The Southern Legal Resource Center
News Release
For Immediate Release:

FOR ADDITIONAL INFORMATION, CONTACT:
Roger McCredie
Executive Director
(828) 669-5189
exec@slrc-csa.org

CHARLOTTESVILLE, VA – The school officials who turned Southern Legal Resource Center client Jacqueline Duty away from her high school prom received some less than favorable attention today from the Thomas Jefferson Center for the Protection of Free Expression.

The Center today published its 14th annual “Jefferson Muzzles” citations, which are bestowed upon institutions and individuals that have committed “egregious affronts to free speech.” Among the recipients of the dubious honor were administrators at Russell High School in Kentucky, who last May physically barred Ms. Duty from attending her senior prom because she was wearing an evening gown styled after the Confederate flag.

Through the SLRC and its local co-counsel, atty. Earl-Ray Neal, Ms. Duty is seeking an undisclosed amount of actual and punitive damages from the school’s principal and assistant principal, as well as the local school board. Her case, which has attracted international publicity, is set for trial in Federal court next February.

“We’re very gratified that the Jefferson Center has seen fit to call attention to the way Ms. Duty was treated,” said Roger McCredie, the SLRC’s Executive Director. “Their ‘muzzle award’ calls attention to the absurdity and hypocrisy of the school’s actions as well as their hurtful and humiliating effect on our client.”

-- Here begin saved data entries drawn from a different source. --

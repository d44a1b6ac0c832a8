// ==========================================
// 工程报价系统 - 价格快照捕获
// ==========================================
// 职责: 材料加入报价单时，把调用方给出的单价复制进明细
// 红线: 冻结价取自调用时刻的入参，不在提交时重新查询目录；
//       明细创建后不再随材料价格变动
// ==========================================

use crate::domain::material::Material;
use crate::domain::quotation::LineItem;
use crate::engine::error::{EngineError, EngineResult};
use chrono::Utc;
use uuid::Uuid;

// ==========================================
// PriceSnapshotCapture - 价格快照捕获
// ==========================================
// 红线: 无状态，只构造明细，不落库
#[derive(Debug, Clone, Copy, Default)]
pub struct PriceSnapshotCapture;

impl PriceSnapshotCapture {
    pub fn new() -> Self {
        Self
    }

    /// 按调用方给出的单价构造明细
    ///
    /// # 参数
    /// - cotizacion_id: 所属报价单
    /// - material_id: 引用材料
    /// - cantidad: 数量（有限且非负）
    /// - unit_price: 选择时读到的单价（有限数）
    ///
    /// # 返回
    /// - Ok(LineItem): 冻结价 == unit_price
    /// - Err(EngineError): 数量/单价不是合法数值
    pub fn capture(
        &self,
        cotizacion_id: &str,
        material_id: &str,
        cantidad: f64,
        unit_price: f64,
    ) -> EngineResult<LineItem> {
        validate_quantity(cantidad)?;
        if !unit_price.is_finite() {
            return Err(EngineError::InvalidUnitPrice(unit_price));
        }

        Ok(LineItem {
            id: Uuid::new_v4().to_string(),
            cotizacion_id: cotizacion_id.to_string(),
            material_id: material_id.to_string(),
            cantidad,
            precio_congelado: unit_price,
            created_at: Utc::now(),
        })
    }

    /// 按材料当前内部价构造明细（目录选择场景）
    pub fn capture_from_material(
        &self,
        cotizacion_id: &str,
        material: &Material,
        cantidad: f64,
    ) -> EngineResult<LineItem> {
        self.capture(cotizacion_id, &material.id, cantidad, material.valor_int)
    }
}

/// 校验数量（有限且非负）
pub fn validate_quantity(cantidad: f64) -> EngineResult<()> {
    if !cantidad.is_finite() || cantidad < 0.0 {
        return Err(EngineError::InvalidQuantity(cantidad));
    }
    Ok(())
}
// ==========================================
// 工程报价系统 - 导入层
// ==========================================
// 职责: 外部价目表导入材料目录
// 支持: Excel, CSV（文件路径或上传内容）
// ==========================================

// 模块声明
pub mod column_resolver;
pub mod error;
pub mod file_parser;
pub mod material_importer_impl;
pub mod material_importer_trait;

// 重导出核心类型
pub use column_resolver::{resolve_import_row, ColumnSynonymResolver};
pub use error::{ImportError, ImportResult};
pub use file_parser::{CsvParser, ExcelParser, UniversalFileParser};
pub use material_importer_impl::MaterialImporterImpl;

// 重导出 Trait 接口
pub use material_importer_trait::{
    CatalogWriter, FileParser, MaterialImporter, RawRow, RowResolver, SourceRow,
};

The SLRC is a civil rights law firm that specializes in cases involving Southern heritage and culture. In 2002 the SLRC and atty. Neal were victorious in another Kentucky case, Castorina v. Madison County Schools, which overturned a lower court’s ruling that upheld a school system’s ban on Confederate symbols.

Other recipients of the Jefferson Muzzle “awards” included the U.S. Marshals Service, for seizing and erasing a reporter’s tape of a speech by Justice Antonin Scalia; and both the Democratic and Republican national parties for remaining silent while police cracked down on protest groups outside their conventions.